Wegelin is the first foreign bank to plead guilty to tax evasion charges; some argue that the price paid for its wrongdoing is perhaps unfairly high. But US regulators are doubtless keen to set a precedent: if you knowingly help individuals ‘steal’ from US coffers, the long arm of the law will find, fine and finish you.
Wegelin was the last Swiss bank standing after scores of other institutions left the Land of Plenty following a change in the law prohibiting US citizens from opening offshore accounts. US Attorney Preet Bharara states: ‘The bank wilfully and aggressively jumped in to fill a void that was left when other Swiss banks abandoned the practice due to pressure from US law enforcement.’

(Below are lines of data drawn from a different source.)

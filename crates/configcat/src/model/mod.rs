mod config;
mod entry;
mod value;

pub use config::{
    Comparator, Config, PercentageItem, Preferences, RedirectMode, RolloutRule, Setting,
    SettingType,
};
pub use entry::Entry;
pub use value::{SettingValue, Value};
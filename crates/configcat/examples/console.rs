//! Reads the sample config once and prints it
//!
//! Run with: cargo run --example console

mod common;

use common::{Sample, TextView, init_tracing, sdk_key};
use configcat::{ConfigCatClient, PollingMode, User};

#[tokio::main]
async fn main() -> Result<(), Box<dyn std::error::Error>> {
    init_tracing();

    let client = ConfigCatClient::builder()
        .mode(PollingMode::auto_poll(5)?)
        .build(&sdk_key())?;

    let user = User::builder()
        .email("configcat@example.com")
        .country("Hungary")
        .build("#SOME-USER-ID#");

    let mut view = TextView::default();

    let sample = client
        .get_configuration(Some(&user), Sample::default())
        .await;
    view.set_text(sample.to_string());

    let text = client
        .get_value("keySampleText", Some(&user), String::new())
        .await;
    view.set_text(format!("keySampleText: {}", text));

    client.close();
    Ok(())
}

Bharara has called the ruling a ‘watershed moment’ in the Treasury’s efforts to crack down on ‘both the individuals and the banks - wherever they may be in the world - who are engaging in unlawful conduct that deprives the US Treasury of billions of dollars of tax revenue’.
Wegelin was first indicted for wrongdoing in February last year and became ‘a fugitive from justice’ when representatives failed to turn up for an initial court hearing – highly unusual for such a venerable bank.

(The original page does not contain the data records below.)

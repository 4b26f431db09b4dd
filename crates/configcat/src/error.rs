use thiserror::Error;

pub type Result<T> = std::result::Result<T, ConfigCatError>;

#[derive(Error, Debug)]
pub enum ConfigCatError {
    #[error("Invalid configuration: {0}")]
    Config(String),
    #[error("Invalid argument: {0}")]
    InvalidArgument(String),
    #[error("Fetch error: {0}")]
    Fetch(String),
    /// Keeps the payload that could not be parsed so callers can report it.
    #[error("Parsing failed: {message}")]
    Parse { message: String, json: String },
    #[error("Cache error: {0}")]
    Cache(String),
    #[error("IO error: {0}")]
    Io(#[from] std::io::Error),
    #[error("Timeout: {0}")]
    Timeout(String),
    #[error("Client is closed")]
    Closed,
}

impl ConfigCatError {
    pub fn parse(message: impl Into<String>, json: impl Into<String>) -> Self {
        ConfigCatError::Parse {
            message: message.into(),
            json: json.into(),
        }
    }

    /// The JSON that failed to parse, if this is a parse error.
    pub fn json(&self) -> Option<&str> {
        match self {
            ConfigCatError::Parse { json, .. } => Some(json),
            _ => None,
        }
    }
}

impl From<serde_json::Error> for ConfigCatError {
    fn from(error: serde_json::Error) -> Self {
        ConfigCatError::parse(error.to_string(), String::new())
    }
}

impl From<reqwest::Error> for ConfigCatError {
    fn from(error: reqwest::Error) -> Self {
        ConfigCatError::Fetch(error.to_string())
    }
}

impl From<notify::Error> for ConfigCatError {
    fn from(error: notify::Error) -> Self {
        ConfigCatError::Io(std::io::Error::other(error))
    }
}

impl From<url::ParseError> for ConfigCatError {
    fn from(error: url::ParseError) -> Self {
        ConfigCatError::Config(format!("Invalid URL: {}", error))
    }
}

impl From<tokio::time::error::Elapsed> for ConfigCatError {
    fn from(error: tokio::time::error::Elapsed) -> Self {
        ConfigCatError::Timeout(error.to_string())
    }
}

The whole saga reads like the dramatic lovechild of John Grisham and Michael Lewis: at first, the bank swore to clear its name and insisted that it was not subject to US law but the more relaxed banking regulations of its native Switzerland. It has since been forced to eat its words. Indeed, three Wegelin bankers, Michael Berlinka, Urs Frei and Roger Keller could even face imprisonment if the US authorities see fit. It is not yet known whether the bank has turned over the names of its wealthy US clients who have been squirreling their riches away from the Internal Revenue.

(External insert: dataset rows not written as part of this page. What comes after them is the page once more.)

//! Image-generation façade.
//!
//! `generate_image` always yields a renderable URL: the backend's first result,
//! or a placeholder-service URL derived from the prompt.

use std::sync::Arc;
use std::time::Duration;

use futures_util::future::BoxFuture;
use serde_json::{json, Value};

use crate::config::{ConfigError, EngineConfig, ImageProfile};
use crate::llm::error::ProviderError;
use crate::transport::{extract_str, post_json, JsonPost, PathStep};

/// Aspect label understood by the placeholder service.
pub const SQUARE: &str = "square";
pub const LANDSCAPE: &str = "landscape_16_9";

/// A backend that turns a prompt (and optional reference images) into an image URL.
pub trait ImageProvider: Send + Sync {
    fn generate<'a>(
        &'a self,
        prompt: &'a str,
        references: &'a [String],
    ) -> BoxFuture<'a, Result<String, ProviderError>>;
}

const URL_PATH: [PathStep; 3] = [PathStep::Key("data"), PathStep::Index(0), PathStep::Key("url")];

/// The Seedream `images/generate` endpoint.
pub struct SeedreamProvider {
    profile: ImageProfile,
    api_key: String,
    client: reqwest::Client,
    deadline: Duration,
}

impl SeedreamProvider {
    pub fn new(profile: ImageProfile, api_key: impl Into<String>, client: reqwest::Client, deadline: Duration) -> Self {
        Self {
            profile,
            api_key: api_key.into(),
            client,
            deadline,
        }
    }

    pub fn request_body(&self, prompt: &str, references: &[String]) -> Value {
        json!({
            "model": self.profile.model,
            "prompt": prompt,
            "image": references,
            "size": self.profile.size,
            "sequential_image_generation": "auto",
            "sequential_image_generation_options": { "max_images": 1 },
            "response_format": "url",
            "watermark": self.profile.watermark,
        })
    }
}

impl ImageProvider for SeedreamProvider {
    fn generate<'a>(
        &'a self,
        prompt: &'a str,
        references: &'a [String],
    ) -> BoxFuture<'a, Result<String, ProviderError>> {
        Box::pin(async move {
            let body = self.request_body(prompt, references);
            let value = post_json(
                &self.client,
                JsonPost {
                    url: &self.profile.url,
                    api_key: &self.api_key,
                    headers: &self.profile.headers,
                    body: &body,
                },
                self.deadline,
            )
            .await?;

            extract_str(&value, &URL_PATH)
                .map(str::to_string)
                .ok_or_else(|| ProviderError::MalformedResponse("missing data[0].url".to_string()))
        })
    }
}

pub struct ImageFacade {
    provider: Option<Arc<dyn ImageProvider>>,
    placeholder_base: String,
}

impl ImageFacade {
    pub fn new(provider: Option<Arc<dyn ImageProvider>>, placeholder_base: impl Into<String>) -> Self {
        Self {
            provider,
            placeholder_base: placeholder_base.into(),
        }
    }

    /// No backend; every image is a placeholder.
    pub fn offline(placeholder_base: impl Into<String>) -> Self {
        Self::new(None, placeholder_base)
    }

    pub fn from_config(config: &EngineConfig) -> Result<Self, ConfigError> {
        let provider: Option<Arc<dyn ImageProvider>> = match config.image.resolve_api_key() {
            Some(key) => Some(Arc::new(SeedreamProvider::new(
                config.image.clone(),
                key,
                config.http_client()?,
                config.request_timeout(),
            ))),
            None => {
                log::info!("image: no credential configured, using placeholders");
                None
            }
        };
        Ok(Self::new(provider, config.placeholder_base.clone()))
    }

    pub fn placeholder_base(&self) -> &str {
        &self.placeholder_base
    }

    pub async fn try_generate_image(&self, prompt: &str, references: &[String]) -> Result<String, ProviderError> {
        let provider = self
            .provider
            .as_ref()
            .ok_or_else(|| ProviderError::Transport("no image provider configured".to_string()))?;
        let url = provider.generate(prompt, references).await?;
        log::debug!("image generated for prompt of {} chars", prompt.chars().count());
        Ok(url)
    }

    /// Always returns a URL; failures become a placeholder.
    pub async fn generate_image(&self, prompt: &str, references: &[String]) -> String {
        match self.try_generate_image(prompt, references).await {
            Ok(url) => url,
            Err(e) => {
                if self.provider.is_some() {
                    log::warn!("image generation failed ({:?}): {}", e.kind(), e);
                }
                self.placeholder(prompt, "fallback")
            }
        }
    }

    /// Square placeholder with a `<prefix>_<millis>` cache-busting token.
    pub fn placeholder(&self, prompt: &str, sign_prefix: &str) -> String {
        let sign = format!("{}_{}", sign_prefix, chrono::Utc::now().timestamp_millis());
        placeholder_url(&self.placeholder_base, SQUARE, prompt, &sign)
    }
}

/// Placeholder-service URL for `prompt`.
pub fn placeholder_url(base: &str, image_size: &str, prompt: &str, sign: &str) -> String {
    format!(
        "{}?image_size={}&prompt={}&sign={}",
        base,
        image_size,
        urlencoding::encode(prompt),
        urlencoding::encode(sign)
    )
}

#[cfg(test)]
mod tests {
    use super::*;
    use crate::config::DEFAULT_PLACEHOLDER_BASE;

    #[test]
    fn placeholder_encodes_prompt() {
        let url = placeholder_url("https://img.test/gen", SQUARE, "古老 书籍, icon", "fallback_1");
        assert_eq!(
            url,
            "https://img.test/gen?image_size=square&prompt=%E5%8F%A4%E8%80%81%20%E4%B9%A6%E7%B1%8D%2C%20icon&sign=fallback_1"
        );
    }

    #[test]
    fn seedream_body_shape() {
        let provider = SeedreamProvider::new(
            ImageProfile::default(),
            "k",
            reqwest::Client::new(),
            Duration::from_secs(1),
        );
        let body = provider.request_body("a cat", &["https://ref/1.png".to_string()]);
        assert_eq!(body["model"], "doubao-seedream-4-0");
        assert_eq!(body["image"][0], "https://ref/1.png");
        assert_eq!(body["size"], "2K");
        assert_eq!(body["sequential_image_generation_options"]["max_images"], 1);
        assert_eq!(body["response_format"], "url");
        assert_eq!(body["watermark"], true);
    }

    #[tokio::test]
    async fn offline_facade_returns_placeholder() {
        let images = ImageFacade::offline(DEFAULT_PLACEHOLDER_BASE);
        assert!(images.try_generate_image("x", &[]).await.is_err());
        let url = images.generate_image("game prop, 钥匙", &[]).await;
        assert!(url.starts_with(DEFAULT_PLACEHOLDER_BASE));
        assert!(url.contains("prompt=game%20prop%2C%20"));
        assert!(url.contains("&sign=fallback_"));
    }
}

Perhaps not. UBS, the Swiss bank that came under similar scrutiny four years ago, sang like a canary the moment the Feds got involved and got off with a $780m fine and no charges were brought.
But one thing is certain. This latest chapter in the tale of America vs. foreign-owned banks adds yet more grist to the rumour mill in Europe that the US is on a mission to discredit foreign-owned banks in order to drum up more trade for its domestic financial giants. If the conspiracy theory is true, then the scheme is certainly working. Last month, cash on deposit at foreign-owned banks fell $291bn – that’s 25% - to $879bn from the end of May to the start of December 2012. It’s the first time deposits in the sector have fallen for six consecutive months since 2002.
So, to the remaining outliers in US banking: ING, Barclays, Deutsche Bank and others, MT says, good luck in 2013. We hope you don’t need it.